Problem
Scan the listing below for "WiktionaryClient", then report every line that has it.

Records to process

────────────────────────────────────────

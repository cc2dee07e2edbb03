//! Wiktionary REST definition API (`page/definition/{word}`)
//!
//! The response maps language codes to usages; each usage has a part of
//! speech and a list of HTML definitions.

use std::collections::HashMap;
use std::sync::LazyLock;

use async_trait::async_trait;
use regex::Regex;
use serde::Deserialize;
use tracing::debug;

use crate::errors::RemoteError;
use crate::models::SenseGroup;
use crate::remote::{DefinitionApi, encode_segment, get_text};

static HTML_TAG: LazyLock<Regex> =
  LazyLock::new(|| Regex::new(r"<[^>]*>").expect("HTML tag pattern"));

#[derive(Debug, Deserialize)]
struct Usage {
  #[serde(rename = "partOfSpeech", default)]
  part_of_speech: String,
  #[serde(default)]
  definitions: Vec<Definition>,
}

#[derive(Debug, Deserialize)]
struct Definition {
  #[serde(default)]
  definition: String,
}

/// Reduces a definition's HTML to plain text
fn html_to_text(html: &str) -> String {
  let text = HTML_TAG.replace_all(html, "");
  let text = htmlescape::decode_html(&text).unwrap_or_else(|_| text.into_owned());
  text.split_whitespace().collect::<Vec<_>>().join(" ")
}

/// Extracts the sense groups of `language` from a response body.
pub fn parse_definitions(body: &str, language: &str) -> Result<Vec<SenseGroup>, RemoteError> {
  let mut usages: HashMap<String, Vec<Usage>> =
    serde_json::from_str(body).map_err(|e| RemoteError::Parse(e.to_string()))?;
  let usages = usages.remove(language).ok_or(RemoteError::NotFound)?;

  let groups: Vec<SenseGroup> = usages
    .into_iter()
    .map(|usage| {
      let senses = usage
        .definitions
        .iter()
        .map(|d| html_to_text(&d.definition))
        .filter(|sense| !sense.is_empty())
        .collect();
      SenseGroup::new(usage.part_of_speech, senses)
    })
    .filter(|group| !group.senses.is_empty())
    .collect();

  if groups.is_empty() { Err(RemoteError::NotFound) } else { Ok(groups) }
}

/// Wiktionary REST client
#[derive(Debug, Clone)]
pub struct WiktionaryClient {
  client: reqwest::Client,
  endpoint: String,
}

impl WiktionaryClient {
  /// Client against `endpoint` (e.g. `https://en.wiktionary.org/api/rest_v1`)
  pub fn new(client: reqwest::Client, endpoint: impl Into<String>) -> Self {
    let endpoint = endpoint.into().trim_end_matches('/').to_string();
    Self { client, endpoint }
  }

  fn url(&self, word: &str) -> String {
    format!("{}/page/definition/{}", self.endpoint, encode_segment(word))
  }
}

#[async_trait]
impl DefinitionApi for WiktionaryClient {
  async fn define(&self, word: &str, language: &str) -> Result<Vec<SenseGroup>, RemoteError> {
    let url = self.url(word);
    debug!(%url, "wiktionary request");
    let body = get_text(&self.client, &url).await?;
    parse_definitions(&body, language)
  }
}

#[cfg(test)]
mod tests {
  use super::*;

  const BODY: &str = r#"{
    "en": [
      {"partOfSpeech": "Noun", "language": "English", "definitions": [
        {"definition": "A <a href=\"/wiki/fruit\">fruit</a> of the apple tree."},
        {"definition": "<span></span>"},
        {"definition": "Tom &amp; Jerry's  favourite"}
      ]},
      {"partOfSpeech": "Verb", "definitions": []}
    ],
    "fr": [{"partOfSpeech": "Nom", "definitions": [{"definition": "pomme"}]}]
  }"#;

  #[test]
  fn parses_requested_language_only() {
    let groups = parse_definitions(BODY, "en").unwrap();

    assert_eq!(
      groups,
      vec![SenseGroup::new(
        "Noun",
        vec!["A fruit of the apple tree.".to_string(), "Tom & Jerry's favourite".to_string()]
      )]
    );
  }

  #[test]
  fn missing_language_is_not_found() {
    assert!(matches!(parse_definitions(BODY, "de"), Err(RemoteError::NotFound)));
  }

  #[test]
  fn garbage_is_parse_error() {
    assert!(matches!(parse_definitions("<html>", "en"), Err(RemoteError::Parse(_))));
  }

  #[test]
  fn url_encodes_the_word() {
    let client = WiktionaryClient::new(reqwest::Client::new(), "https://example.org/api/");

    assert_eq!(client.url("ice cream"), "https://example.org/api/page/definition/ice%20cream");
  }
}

────────────────────────────────────────

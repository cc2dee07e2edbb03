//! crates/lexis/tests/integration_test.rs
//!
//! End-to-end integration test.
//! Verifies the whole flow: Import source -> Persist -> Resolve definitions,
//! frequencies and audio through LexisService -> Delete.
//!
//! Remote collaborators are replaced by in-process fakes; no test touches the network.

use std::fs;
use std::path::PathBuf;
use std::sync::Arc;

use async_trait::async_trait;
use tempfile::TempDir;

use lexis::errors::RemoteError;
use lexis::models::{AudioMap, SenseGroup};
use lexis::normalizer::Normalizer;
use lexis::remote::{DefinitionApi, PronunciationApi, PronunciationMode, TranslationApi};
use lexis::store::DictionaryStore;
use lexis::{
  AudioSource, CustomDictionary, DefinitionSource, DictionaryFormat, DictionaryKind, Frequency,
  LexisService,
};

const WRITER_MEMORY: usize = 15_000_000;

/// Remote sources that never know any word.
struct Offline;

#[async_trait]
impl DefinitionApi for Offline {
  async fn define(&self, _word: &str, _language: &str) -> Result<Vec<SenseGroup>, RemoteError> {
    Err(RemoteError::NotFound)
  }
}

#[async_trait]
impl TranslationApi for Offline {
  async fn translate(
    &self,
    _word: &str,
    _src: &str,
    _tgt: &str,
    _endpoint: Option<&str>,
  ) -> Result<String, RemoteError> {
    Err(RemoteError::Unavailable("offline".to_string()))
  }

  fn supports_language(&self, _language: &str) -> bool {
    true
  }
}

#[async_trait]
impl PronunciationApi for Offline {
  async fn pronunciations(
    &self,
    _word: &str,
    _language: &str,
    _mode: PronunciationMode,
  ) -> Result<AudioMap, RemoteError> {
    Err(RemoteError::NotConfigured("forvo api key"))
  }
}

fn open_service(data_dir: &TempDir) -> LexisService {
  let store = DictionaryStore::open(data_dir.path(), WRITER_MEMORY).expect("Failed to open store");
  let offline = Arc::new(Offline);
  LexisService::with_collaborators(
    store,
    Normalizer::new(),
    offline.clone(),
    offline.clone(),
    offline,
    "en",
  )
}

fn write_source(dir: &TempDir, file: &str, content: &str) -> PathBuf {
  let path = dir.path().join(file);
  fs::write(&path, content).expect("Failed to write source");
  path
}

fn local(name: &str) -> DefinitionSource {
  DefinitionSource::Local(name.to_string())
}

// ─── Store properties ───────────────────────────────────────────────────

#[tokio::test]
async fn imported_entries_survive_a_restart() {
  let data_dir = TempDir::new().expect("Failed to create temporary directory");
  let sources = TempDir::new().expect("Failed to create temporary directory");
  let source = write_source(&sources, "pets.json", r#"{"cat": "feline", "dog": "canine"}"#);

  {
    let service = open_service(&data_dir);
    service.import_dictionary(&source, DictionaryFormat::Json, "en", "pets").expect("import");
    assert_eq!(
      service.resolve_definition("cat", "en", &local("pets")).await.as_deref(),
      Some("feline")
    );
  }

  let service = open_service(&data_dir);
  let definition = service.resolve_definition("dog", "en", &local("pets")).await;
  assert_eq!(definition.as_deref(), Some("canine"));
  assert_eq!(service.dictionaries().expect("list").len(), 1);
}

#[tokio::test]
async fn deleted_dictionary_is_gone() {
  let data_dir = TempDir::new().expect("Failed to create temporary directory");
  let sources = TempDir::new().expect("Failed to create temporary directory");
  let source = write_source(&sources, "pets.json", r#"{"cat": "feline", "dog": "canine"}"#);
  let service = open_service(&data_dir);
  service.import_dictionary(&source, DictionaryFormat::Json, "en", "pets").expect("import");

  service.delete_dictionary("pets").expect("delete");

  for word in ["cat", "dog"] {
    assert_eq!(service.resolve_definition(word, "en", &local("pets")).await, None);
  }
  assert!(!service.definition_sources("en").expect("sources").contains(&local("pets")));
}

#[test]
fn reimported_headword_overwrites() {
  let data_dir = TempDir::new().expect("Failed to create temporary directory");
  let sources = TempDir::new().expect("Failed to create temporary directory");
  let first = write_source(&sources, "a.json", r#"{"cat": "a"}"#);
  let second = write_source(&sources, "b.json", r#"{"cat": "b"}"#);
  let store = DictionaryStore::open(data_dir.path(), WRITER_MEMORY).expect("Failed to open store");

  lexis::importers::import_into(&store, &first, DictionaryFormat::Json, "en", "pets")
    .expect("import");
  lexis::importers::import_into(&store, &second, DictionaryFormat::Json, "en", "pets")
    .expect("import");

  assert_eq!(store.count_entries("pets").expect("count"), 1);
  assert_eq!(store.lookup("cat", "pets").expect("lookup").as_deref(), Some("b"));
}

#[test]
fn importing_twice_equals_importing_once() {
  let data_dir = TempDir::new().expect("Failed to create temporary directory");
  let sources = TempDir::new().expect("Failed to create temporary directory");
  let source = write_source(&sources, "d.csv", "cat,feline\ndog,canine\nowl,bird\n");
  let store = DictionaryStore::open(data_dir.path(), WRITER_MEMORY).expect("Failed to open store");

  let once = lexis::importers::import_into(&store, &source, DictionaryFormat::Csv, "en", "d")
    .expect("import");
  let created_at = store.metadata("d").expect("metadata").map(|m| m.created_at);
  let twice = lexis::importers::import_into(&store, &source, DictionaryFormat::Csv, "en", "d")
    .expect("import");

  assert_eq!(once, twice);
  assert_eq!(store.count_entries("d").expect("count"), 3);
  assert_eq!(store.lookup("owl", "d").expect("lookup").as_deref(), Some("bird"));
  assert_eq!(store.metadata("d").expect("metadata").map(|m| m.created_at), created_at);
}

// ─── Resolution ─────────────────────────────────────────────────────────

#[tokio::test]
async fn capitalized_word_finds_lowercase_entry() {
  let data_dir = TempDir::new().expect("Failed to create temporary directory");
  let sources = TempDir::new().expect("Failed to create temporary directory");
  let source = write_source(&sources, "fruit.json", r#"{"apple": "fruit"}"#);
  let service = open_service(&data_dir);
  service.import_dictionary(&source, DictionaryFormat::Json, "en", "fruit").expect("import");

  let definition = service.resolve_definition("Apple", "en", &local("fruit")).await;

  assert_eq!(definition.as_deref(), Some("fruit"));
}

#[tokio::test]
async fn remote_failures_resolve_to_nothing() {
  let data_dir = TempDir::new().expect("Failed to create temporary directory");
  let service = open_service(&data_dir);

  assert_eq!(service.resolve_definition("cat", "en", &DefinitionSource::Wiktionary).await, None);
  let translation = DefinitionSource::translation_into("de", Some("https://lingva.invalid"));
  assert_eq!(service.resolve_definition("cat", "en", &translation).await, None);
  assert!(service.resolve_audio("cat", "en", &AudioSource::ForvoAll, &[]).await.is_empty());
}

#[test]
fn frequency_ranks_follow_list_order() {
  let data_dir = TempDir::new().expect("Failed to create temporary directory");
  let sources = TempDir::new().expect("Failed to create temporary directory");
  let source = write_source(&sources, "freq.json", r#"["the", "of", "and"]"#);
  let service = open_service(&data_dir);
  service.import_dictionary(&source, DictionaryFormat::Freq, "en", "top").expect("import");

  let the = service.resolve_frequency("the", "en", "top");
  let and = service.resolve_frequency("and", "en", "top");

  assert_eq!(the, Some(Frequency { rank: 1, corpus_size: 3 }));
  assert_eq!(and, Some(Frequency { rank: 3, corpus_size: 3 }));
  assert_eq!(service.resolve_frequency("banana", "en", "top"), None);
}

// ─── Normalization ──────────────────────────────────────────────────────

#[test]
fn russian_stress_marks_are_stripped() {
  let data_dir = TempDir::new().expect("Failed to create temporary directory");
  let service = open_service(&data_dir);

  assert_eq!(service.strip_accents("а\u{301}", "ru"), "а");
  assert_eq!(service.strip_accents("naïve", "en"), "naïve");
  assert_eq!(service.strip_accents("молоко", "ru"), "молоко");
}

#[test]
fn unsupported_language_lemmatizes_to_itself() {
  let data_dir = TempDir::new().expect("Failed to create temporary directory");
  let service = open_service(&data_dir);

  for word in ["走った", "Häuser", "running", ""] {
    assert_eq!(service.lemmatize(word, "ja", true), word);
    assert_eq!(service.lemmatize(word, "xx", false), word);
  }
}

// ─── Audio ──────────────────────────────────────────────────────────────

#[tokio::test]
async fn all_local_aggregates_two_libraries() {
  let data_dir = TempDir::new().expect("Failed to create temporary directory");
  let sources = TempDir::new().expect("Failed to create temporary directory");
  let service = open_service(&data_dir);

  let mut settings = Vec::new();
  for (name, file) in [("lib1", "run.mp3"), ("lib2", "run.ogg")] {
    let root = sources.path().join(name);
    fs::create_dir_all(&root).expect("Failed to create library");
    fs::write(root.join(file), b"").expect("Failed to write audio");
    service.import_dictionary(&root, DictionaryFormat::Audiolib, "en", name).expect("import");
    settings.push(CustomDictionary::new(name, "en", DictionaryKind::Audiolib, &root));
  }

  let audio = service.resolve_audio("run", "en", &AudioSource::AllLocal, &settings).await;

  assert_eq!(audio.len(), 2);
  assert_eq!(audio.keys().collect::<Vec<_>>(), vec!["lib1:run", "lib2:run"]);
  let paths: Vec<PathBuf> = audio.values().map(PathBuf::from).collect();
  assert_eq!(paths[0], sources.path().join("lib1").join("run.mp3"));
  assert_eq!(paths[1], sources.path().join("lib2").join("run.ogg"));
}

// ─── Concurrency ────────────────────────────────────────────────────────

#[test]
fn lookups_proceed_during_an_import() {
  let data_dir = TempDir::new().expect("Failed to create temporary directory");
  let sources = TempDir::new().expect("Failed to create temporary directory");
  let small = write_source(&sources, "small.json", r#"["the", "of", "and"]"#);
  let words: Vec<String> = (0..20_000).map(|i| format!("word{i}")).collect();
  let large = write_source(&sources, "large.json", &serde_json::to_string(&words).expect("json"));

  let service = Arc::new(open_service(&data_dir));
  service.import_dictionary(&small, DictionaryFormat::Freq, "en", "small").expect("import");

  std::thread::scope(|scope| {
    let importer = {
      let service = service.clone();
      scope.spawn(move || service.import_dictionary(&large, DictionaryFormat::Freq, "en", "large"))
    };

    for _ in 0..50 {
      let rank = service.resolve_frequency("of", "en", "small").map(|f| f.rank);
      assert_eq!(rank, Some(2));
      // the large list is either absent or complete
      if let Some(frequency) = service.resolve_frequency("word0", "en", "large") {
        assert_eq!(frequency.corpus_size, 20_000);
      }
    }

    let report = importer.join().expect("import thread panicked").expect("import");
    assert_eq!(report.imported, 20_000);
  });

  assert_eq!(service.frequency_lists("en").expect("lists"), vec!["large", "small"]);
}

────────────────────────────────────────

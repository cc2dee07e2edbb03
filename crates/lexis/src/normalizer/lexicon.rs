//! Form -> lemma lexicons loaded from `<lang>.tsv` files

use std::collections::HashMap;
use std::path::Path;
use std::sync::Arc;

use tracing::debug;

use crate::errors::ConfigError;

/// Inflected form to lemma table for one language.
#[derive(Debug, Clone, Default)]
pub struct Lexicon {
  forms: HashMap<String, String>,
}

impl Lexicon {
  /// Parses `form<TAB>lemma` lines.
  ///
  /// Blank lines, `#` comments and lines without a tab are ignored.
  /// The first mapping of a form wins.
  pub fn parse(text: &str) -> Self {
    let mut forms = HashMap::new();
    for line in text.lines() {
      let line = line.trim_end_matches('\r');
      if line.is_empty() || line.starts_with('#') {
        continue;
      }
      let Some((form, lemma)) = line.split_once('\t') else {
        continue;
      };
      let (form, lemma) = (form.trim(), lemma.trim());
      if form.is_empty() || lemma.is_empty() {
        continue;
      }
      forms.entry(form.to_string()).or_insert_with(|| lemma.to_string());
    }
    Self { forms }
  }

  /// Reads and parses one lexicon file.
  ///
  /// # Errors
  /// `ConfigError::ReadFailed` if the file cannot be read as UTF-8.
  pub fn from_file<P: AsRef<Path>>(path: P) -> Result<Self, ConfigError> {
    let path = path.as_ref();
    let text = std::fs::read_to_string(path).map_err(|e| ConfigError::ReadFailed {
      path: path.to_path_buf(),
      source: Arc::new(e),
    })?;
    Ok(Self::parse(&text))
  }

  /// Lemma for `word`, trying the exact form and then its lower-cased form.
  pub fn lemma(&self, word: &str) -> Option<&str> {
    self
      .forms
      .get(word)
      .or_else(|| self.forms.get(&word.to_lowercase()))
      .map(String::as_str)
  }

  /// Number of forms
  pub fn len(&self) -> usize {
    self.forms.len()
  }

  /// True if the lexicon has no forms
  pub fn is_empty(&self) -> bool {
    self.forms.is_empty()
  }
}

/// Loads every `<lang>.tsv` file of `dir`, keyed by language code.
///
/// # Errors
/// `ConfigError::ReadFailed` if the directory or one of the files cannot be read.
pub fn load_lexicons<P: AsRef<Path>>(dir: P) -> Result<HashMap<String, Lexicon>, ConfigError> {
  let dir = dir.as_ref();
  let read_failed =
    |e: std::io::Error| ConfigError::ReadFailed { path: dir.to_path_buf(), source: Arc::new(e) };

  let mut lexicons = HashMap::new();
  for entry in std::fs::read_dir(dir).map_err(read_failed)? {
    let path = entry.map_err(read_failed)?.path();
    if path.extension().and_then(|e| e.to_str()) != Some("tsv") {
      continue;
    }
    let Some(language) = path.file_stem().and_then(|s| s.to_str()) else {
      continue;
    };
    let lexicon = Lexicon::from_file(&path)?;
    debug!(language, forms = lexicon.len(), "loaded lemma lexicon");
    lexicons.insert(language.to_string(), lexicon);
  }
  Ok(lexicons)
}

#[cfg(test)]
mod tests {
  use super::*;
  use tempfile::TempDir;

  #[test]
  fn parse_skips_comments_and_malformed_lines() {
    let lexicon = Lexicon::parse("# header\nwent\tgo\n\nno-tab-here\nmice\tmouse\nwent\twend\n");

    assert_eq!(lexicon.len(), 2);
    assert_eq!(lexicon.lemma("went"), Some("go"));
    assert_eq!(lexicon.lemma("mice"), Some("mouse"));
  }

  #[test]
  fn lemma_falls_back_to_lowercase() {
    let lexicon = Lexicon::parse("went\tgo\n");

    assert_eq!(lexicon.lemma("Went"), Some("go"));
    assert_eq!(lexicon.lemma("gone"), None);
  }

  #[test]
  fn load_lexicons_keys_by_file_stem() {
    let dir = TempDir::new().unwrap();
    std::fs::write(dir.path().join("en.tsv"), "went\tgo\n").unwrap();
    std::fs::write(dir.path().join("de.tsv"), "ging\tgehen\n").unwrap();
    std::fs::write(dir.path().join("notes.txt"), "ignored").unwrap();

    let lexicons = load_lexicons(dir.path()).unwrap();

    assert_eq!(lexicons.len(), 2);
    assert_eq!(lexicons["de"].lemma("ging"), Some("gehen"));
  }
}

────────────────────────────────────────

Task response
pub struct WiktionaryClient {
impl WiktionaryClient {
impl DefinitionApi for WiktionaryClient {
    let client = WiktionaryClient::new(reqwest::Client::new(), "https://example.org/api/");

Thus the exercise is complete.